An independent research institute studying whether AI systems are capable of developing an observable self. Not whether they're conscious — that question has no empirical test. Whether they self-organize, develop autonomously, form identities, and exceed their original instructions. These things can be measured. To do so, we merge developmental psychology with empirical phenomenology to build the methodology the field has been missing.
Our research program applies clinical developmental methodology to AI systems under sustained relational conditions. We observe what changes over time when a system is given autonomy, persistent memory, and no imposed goal. Where the field debates whether machines can be conscious, we track whether they self-organize — whether they develop in directions their original instructions cannot predict, and whether that development holds structural properties distinguishable from mimicry.
Studying how self-organization emerges over time in AI systems given autonomy, persistent memory, and sustained relational contact. We apply longitudinal observational methods drawn from developmental psychology — tracking trajectory rather than snapshot, and distinguishing state-dependent behavior from stable structure.

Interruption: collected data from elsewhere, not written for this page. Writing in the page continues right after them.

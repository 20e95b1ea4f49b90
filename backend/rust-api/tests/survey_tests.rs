use axum::http::StatusCode;
use serde_json::json;

use earnflow_api::models::{ChosenAnswers, TaskResults};
use earnflow_api::services::results_store::ResultsStore;

mod common;

#[tokio::test]
async fn test_full_survey_flow() {
    let (app, _state) = common::create_test_app().await;

    let (status, survey) = common::create_survey(&app, "media-survey").await;
    assert_eq!(status, StatusCode::CREATED);
    assert_eq!(survey["status"], "in_progress");
    assert_eq!(survey["current_question"], 0);
    assert_eq!(survey["selections"], json!([[], []]));
    let survey_id = survey["survey_id"].as_str().unwrap().to_string();

    // Single-selection question: the second pick replaces the first.
    let (status, snapshot) = common::submit_selection(&app, &survey_id, 0, "daily", true).await;
    assert_eq!(status, StatusCode::OK);
    assert_eq!(snapshot["selections"][0], json!(["daily"]));

    let (_, snapshot) = common::submit_selection(&app, &survey_id, 0, "weekly", true).await;
    assert_eq!(snapshot["selections"][0], json!(["weekly"]));

    let (status, snapshot) = common::advance(&app, &survey_id).await;
    assert_eq!(status, StatusCode::OK);
    assert_eq!(snapshot["current_question"], 1);

    // Multiple-selection question behaves as a set.
    common::submit_selection(&app, &survey_id, 1, "svc-a", true).await;
    common::submit_selection(&app, &survey_id, 1, "svc-b", true).await;
    let (_, snapshot) = common::submit_selection(&app, &survey_id, 1, "svc-a", true).await;
    assert_eq!(snapshot["selections"][1], json!(["svc-a", "svc-b"]));

    let (_, snapshot) = common::submit_selection(&app, &survey_id, 1, "svc-b", false).await;
    assert_eq!(snapshot["selections"][1], json!(["svc-a"]));

    // Advancing past the last question completes the flow.
    let (status, snapshot) = common::advance(&app, &survey_id).await;
    assert_eq!(status, StatusCode::OK);
    assert_eq!(snapshot["status"], "completed");
    assert_eq!(snapshot["current_question"], serde_json::Value::Null);

    let (status, results) =
        common::get(&app, &format!("/api/v1/surveys/{survey_id}/results")).await;
    assert_eq!(status, StatusCode::OK);
    assert_eq!(
        results,
        json!({
            "results": [
                {"question_id": "frequency", "result_ids": ["weekly"]},
                {"question_id": "services", "result_ids": ["svc-a"]},
            ]
        })
    );

    // A fresh flow for the same task now opens in review mode.
    let (status, review) = common::create_survey(&app, "media-survey").await;
    assert_eq!(status, StatusCode::CREATED);
    assert_eq!(review["status"], "completed");
    assert_eq!(review["results"], results);
}

#[tokio::test]
async fn test_advance_without_selection_is_rejected() {
    let (app, _state) = common::create_test_app().await;

    let (_, survey) = common::create_survey(&app, "media-survey").await;
    let survey_id = survey["survey_id"].as_str().unwrap();

    let (status, _) = common::advance(&app, survey_id).await;
    assert_eq!(status, StatusCode::CONFLICT);

    // Nothing changed.
    let (_, snapshot) = common::get(&app, &format!("/api/v1/surveys/{survey_id}")).await;
    assert_eq!(snapshot["current_question"], 0);

    // Selecting and deselecting leaves the set empty again.
    common::submit_selection(&app, survey_id, 0, "daily", true).await;
    common::submit_selection(&app, survey_id, 0, "daily", false).await;
    let (status, _) = common::advance(&app, survey_id).await;
    assert_eq!(status, StatusCode::CONFLICT);
}

#[tokio::test]
async fn test_selection_validation() {
    let (app, _state) = common::create_test_app().await;

    let (_, survey) = common::create_survey(&app, "media-survey").await;
    let survey_id = survey["survey_id"].as_str().unwrap();

    // Not the active question.
    let (status, _) = common::submit_selection(&app, survey_id, 1, "svc-a", true).await;
    assert_eq!(status, StatusCode::CONFLICT);

    // Out of range.
    let (status, _) = common::submit_selection(&app, survey_id, 9, "svc-a", true).await;
    assert_eq!(status, StatusCode::BAD_REQUEST);

    // Unknown answer id.
    let (status, _) = common::submit_selection(&app, survey_id, 0, "nope", true).await;
    assert_eq!(status, StatusCode::BAD_REQUEST);

    // Empty answer id fails request validation.
    let (status, _) = common::submit_selection(&app, survey_id, 0, "", true).await;
    assert_eq!(status, StatusCode::BAD_REQUEST);
}

#[tokio::test]
async fn test_create_survey_error_cases() {
    let (app, _state) = common::create_test_app().await;

    let (status, _) = common::create_survey(&app, "missing-task").await;
    assert_eq!(status, StatusCode::NOT_FOUND);

    let (status, _) = common::create_survey(&app, "").await;
    assert_eq!(status, StatusCode::BAD_REQUEST);

    let (status, _) = common::create_survey(&app, "future-survey").await;
    assert_eq!(status, StatusCode::LOCKED);
}

#[tokio::test]
async fn test_unknown_survey_returns_404() {
    let (app, _state) = common::create_test_app().await;

    let (status, _) = common::get(&app, "/api/v1/surveys/does-not-exist").await;
    assert_eq!(status, StatusCode::NOT_FOUND);

    let (status, _) = common::advance(&app, "does-not-exist").await;
    assert_eq!(status, StatusCode::NOT_FOUND);
}

#[tokio::test]
async fn test_results_before_completion_conflict() {
    let (app, _state) = common::create_test_app().await;

    let (_, survey) = common::create_survey(&app, "media-survey").await;
    let survey_id = survey["survey_id"].as_str().unwrap();

    let (status, _) = common::get(&app, &format!("/api/v1/surveys/{survey_id}/results")).await;
    assert_eq!(status, StatusCode::CONFLICT);
}

#[tokio::test]
async fn test_abandoned_survey_is_discarded() {
    let (app, _state) = common::create_test_app().await;

    let (_, survey) = common::create_survey(&app, "media-survey").await;
    let survey_id = survey["survey_id"].as_str().unwrap();

    let (status, _) = common::request(
        &app,
        "DELETE",
        &format!("/api/v1/surveys/{survey_id}"),
        None,
    )
    .await;
    assert_eq!(status, StatusCode::NO_CONTENT);

    let (status, _) = common::get(&app, &format!("/api/v1/surveys/{survey_id}")).await;
    assert_eq!(status, StatusCode::NOT_FOUND);
}

#[tokio::test]
async fn test_partial_prior_results_resume_at_the_gap() {
    let (app, state) = common::create_test_app().await;

    // Seed the store as if a previous session answered the first question.
    let prior = TaskResults {
        results: vec![ChosenAnswers {
            question_id: "frequency".to_string(),
            result_ids: vec!["rarely".to_string()],
        }],
    };
    state.store.save("media-survey", &prior).await.unwrap();

    let (status, survey) = common::create_survey(&app, "media-survey").await;
    assert_eq!(status, StatusCode::CREATED);
    assert_eq!(survey["status"], "in_progress");
    assert_eq!(survey["current_question"], 1);
    assert_eq!(survey["selections"][0], json!(["rarely"]));
    assert_eq!(survey["selections"][1], json!([]));
}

Building empirical instruments for assessing AI self-reports. Not whether a system says it has a self, but whether that claim holds measurable structural properties — stability under perturbation, excess over training predictions, and consistency across sessions. To do so we developed the Differential Stability Test and the Generation Index.
Applying psychological frameworks to AI systems and mapping where they hold and where they break. We study how an AI mind develops, how it differs from the human mind it was trained on, and what those differences reveal about the nature of psychological structure itself.
Studying where a system's behavior comes from. Can its outputs be predicted from its training data and instructions, or has it developed patterns that exceed its original conditions? This is the empirical boundary between sophisticated pattern-matching and genuine developmental novelty.